Only lines with the string "collect" are wanted. Pull them out of the data.

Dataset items
━━━━━━━━
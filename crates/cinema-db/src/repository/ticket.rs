//! # Ticket Repository
//!
//! Database operations for ticket rows.
//!
//! Tickets are created only by the booking ledger, never updated, and
//! removed only by the showtime delete cascade. The UNIQUE constraint on
//! (showtime_id, seat_id) is the authoritative double-booking guard; the
//! ledger's in-process check is just the fast path.

use sqlx::{SqliteConnection, SqlitePool};
use tracing::debug;

use crate::error::DbResult;
use cinema_core::Ticket;

/// Column list shared by every ticket SELECT.
const TICKET_COLUMNS: &str = "id, showtime_id, seat_id, price_cents, booked_at";

/// Repository for ticket database operations.
#[derive(Debug, Clone)]
pub struct TicketRepository {
    pool: SqlitePool,
}

impl TicketRepository {
    /// Creates a new TicketRepository.
    pub fn new(pool: SqlitePool) -> Self {
        TicketRepository { pool }
    }

    // =========================================================================
    // Transaction-scoped operations
    // =========================================================================

    /// Inserts a ticket on the given connection.
    ///
    /// A UNIQUE violation here means another booking won the race for
    /// the seat; the ledger translates it into a conflict.
    pub async fn insert(conn: &mut SqliteConnection, ticket: &Ticket) -> DbResult<()> {
        debug!(
            showtime_id = %ticket.showtime_id,
            seat_id = %ticket.seat_id,
            "Inserting ticket"
        );

        sqlx::query(
            r#"
            INSERT INTO tickets (id, showtime_id, seat_id, price_cents, booked_at)
            VALUES (?1, ?2, ?3, ?4, ?5)
            "#,
        )
        .bind(&ticket.id)
        .bind(&ticket.showtime_id)
        .bind(&ticket.seat_id)
        .bind(ticket.price_cents)
        .bind(ticket.booked_at)
        .execute(conn)
        .await?;

        Ok(())
    }

    /// Returns true when a ticket already exists for (showtime, seat).
    pub async fn exists_for_seat(
        conn: &mut SqliteConnection,
        showtime_id: &str,
        seat_id: &str,
    ) -> DbResult<bool> {
        let exists: bool = sqlx::query_scalar(
            "SELECT EXISTS (SELECT 1 FROM tickets WHERE showtime_id = ?1 AND seat_id = ?2)",
        )
        .bind(showtime_id)
        .bind(seat_id)
        .fetch_one(conn)
        .await?;

        Ok(exists)
    }

    // =========================================================================
    // Pool-backed reads
    // =========================================================================

    /// Lists all tickets for a showtime, booking order.
    pub async fn list_for_showtime(&self, showtime_id: &str) -> DbResult<Vec<Ticket>> {
        let tickets = sqlx::query_as::<_, Ticket>(&format!(
            "SELECT {TICKET_COLUMNS} FROM tickets \
             WHERE showtime_id = ?1 ORDER BY booked_at"
        ))
        .bind(showtime_id)
        .fetch_all(&self.pool)
        .await?;

        Ok(tickets)
    }

    /// Counts tickets for a showtime.
    pub async fn count_for_showtime(&self, showtime_id: &str) -> DbResult<i64> {
        let count: i64 =
            sqlx::query_scalar("SELECT COUNT(*) FROM tickets WHERE showtime_id = ?1")
                .bind(showtime_id)
                .fetch_one(&self.pool)
                .await?;

        Ok(count)
    }
}

// =============================================================================
// Unit Tests
// =============================================================================
//! # Seat Inventory
//!
//! Owns the mapping from (venue, screen) to the set of bookable seat
//! identities. A screen with no seat map yet gets a deterministic
//! default grid (rows A-E, seats 1-10) materialized on first read.
//!
//! ## Lazy Materialization
//! ```text
//! ┌─────────────────────────────────────────────────────────────────────────┐
//! │              resolve_seat_grid(venue, screen)                           │
//! │                                                                         │
//! │  SELECT seats ORDER BY row_label, seat_number                          │
//! │       │                                                                 │
//! │       ├── rows found → return them (no writes)                         │
//! │       │                                                                 │
//! │       └── empty → INSERT OR IGNORE the 50 default positions            │
//! │                   └── re-SELECT and return                             │
//! │                                                                         │
//! │  The UNIQUE (venue, screen, row, seat) constraint plus INSERT OR       │
//! │  IGNORE make this an idempotent "ensure exists": concurrent first      │
//! │  reads of the same screen cannot create duplicate grids.               │
//! └─────────────────────────────────────────────────────────────────────────┘
//! ```

use chrono::Utc;
use sqlx::SqlitePool;
use tracing::debug;
use uuid::Uuid;

use crate::error::{DbError, ServiceResult};
use crate::repository::seat::SeatRepository;
use cinema_core::schedule::default_grid_positions;
use cinema_core::Seat;

/// Seat inventory service: resolves (and lazily materializes) seat grids.
#[derive(Debug, Clone)]
pub struct SeatInventory {
    pool: SqlitePool,
}

impl SeatInventory {
    /// Creates a new SeatInventory.
    pub fn new(pool: SqlitePool) -> Self {
        SeatInventory { pool }
    }

    /// Returns the seat grid for a (venue, screen) in row-major order,
    /// materializing the default 5x10 grid first if none exists.
    ///
    /// Materialization happens at most once per screen; subsequent
    /// calls are pure reads.
    pub async fn resolve_seat_grid(
        &self,
        venue_id: &str,
        screen_number: i64,
    ) -> ServiceResult<Vec<Seat>> {
        let mut tx = self.pool.begin().await.map_err(DbError::from)?;

        let seats = SeatRepository::fetch_grid(&mut tx, venue_id, screen_number).await?;
        if !seats.is_empty() {
            tx.commit().await.map_err(DbError::from)?;
            return Ok(seats);
        }

        debug!(
            venue_id = %venue_id,
            screen = screen_number,
            "Materializing default seat grid"
        );

        let now = Utc::now();
        for (row_label, seat_number) in default_grid_positions() {
            let seat = Seat {
                id: Uuid::new_v4().to_string(),
                venue_id: venue_id.to_string(),
                screen_number,
                row_label,
                seat_number,
                created_at: now,
            };
            SeatRepository::insert_ignore(&mut tx, &seat).await?;
        }

        let seats = SeatRepository::fetch_grid(&mut tx, venue_id, screen_number).await?;
        tx.commit().await.map_err(DbError::from)?;

        Ok(seats)
    }
}

// =============================================================================
// Unit Tests
// =============================================================================

#[cfg(test)]
mod tests {
    use crate::pool::{Database, DbConfig};
    use cinema_core::NewVenue;

    async fn db_with_venue() -> (Database, String) {
        let db = Database::new(DbConfig::in_memory()).await.unwrap();
        let venue = db
            .venues()
            .create(NewVenue {
                name: "BFI IMAX Waterloo".to_string(),
                address_line: "1 Charlie Chaplin Walk".to_string(),
                city: "London".to_string(),
                state_or_province: None,
                postcode: Some("SE1 8XR".to_string()),
                country: Some("UK".to_string()),
                total_screens: 5,
                phone: None,
                email: None,
            })
            .await
            .unwrap();
        (db, venue.id)
    }

    #[tokio::test]
    async fn test_first_read_materializes_default_grid() {
        let (db, venue_id) = db_with_venue().await;

        let seats = db.inventory().resolve_seat_grid(&venue_id, 1).await.unwrap();

        assert_eq!(seats.len(), 50);
        // Row-major order: A1..A10, then B1..
        assert_eq!(seats[0].row_label, "A");
        assert_eq!(seats[0].seat_number, 1);
        assert_eq!(seats[9].row_label, "A");
        assert_eq!(seats[9].seat_number, 10);
        assert_eq!(seats[10].row_label, "B");
        assert_eq!(seats[49].row_label, "E");
        assert_eq!(seats[49].seat_number, 10);
    }

    #[tokio::test]
    async fn test_repeat_reads_do_not_regenerate() {
        let (db, venue_id) = db_with_venue().await;
        let inventory = db.inventory();

        let first = inventory.resolve_seat_grid(&venue_id, 2).await.unwrap();
        let second = inventory.resolve_seat_grid(&venue_id, 2).await.unwrap();

        assert_eq!(first.len(), 50);
        assert_eq!(second.len(), 50);
        // Same identities on every read - the grid was persisted once
        let first_ids: Vec<&str> = first.iter().map(|s| s.id.as_str()).collect();
        let second_ids: Vec<&str> = second.iter().map(|s| s.id.as_str()).collect();
        assert_eq!(first_ids, second_ids);

        assert_eq!(db.seats().count_for_screen(&venue_id, 2).await.unwrap(), 50);
    }

    #[tokio::test]
    async fn test_screens_have_independent_grids() {
        let (db, venue_id) = db_with_venue().await;
        let inventory = db.inventory();

        let screen1 = inventory.resolve_seat_grid(&venue_id, 1).await.unwrap();
        let screen2 = inventory.resolve_seat_grid(&venue_id, 2).await.unwrap();

        assert_eq!(screen1.len(), 50);
        assert_eq!(screen2.len(), 50);
        assert!(screen1.iter().all(|s| s.screen_number == 1));
        assert!(screen2.iter().all(|s| s.screen_number == 2));
    }
}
━━━━━━━━
> **Finished task**
        let first_ids: Vec<&str> = first.iter().map(|s| s.id.as_str()).collect();
        let second_ids: Vec<&str> = second.iter().map(|s| s.id.as_str()).collect();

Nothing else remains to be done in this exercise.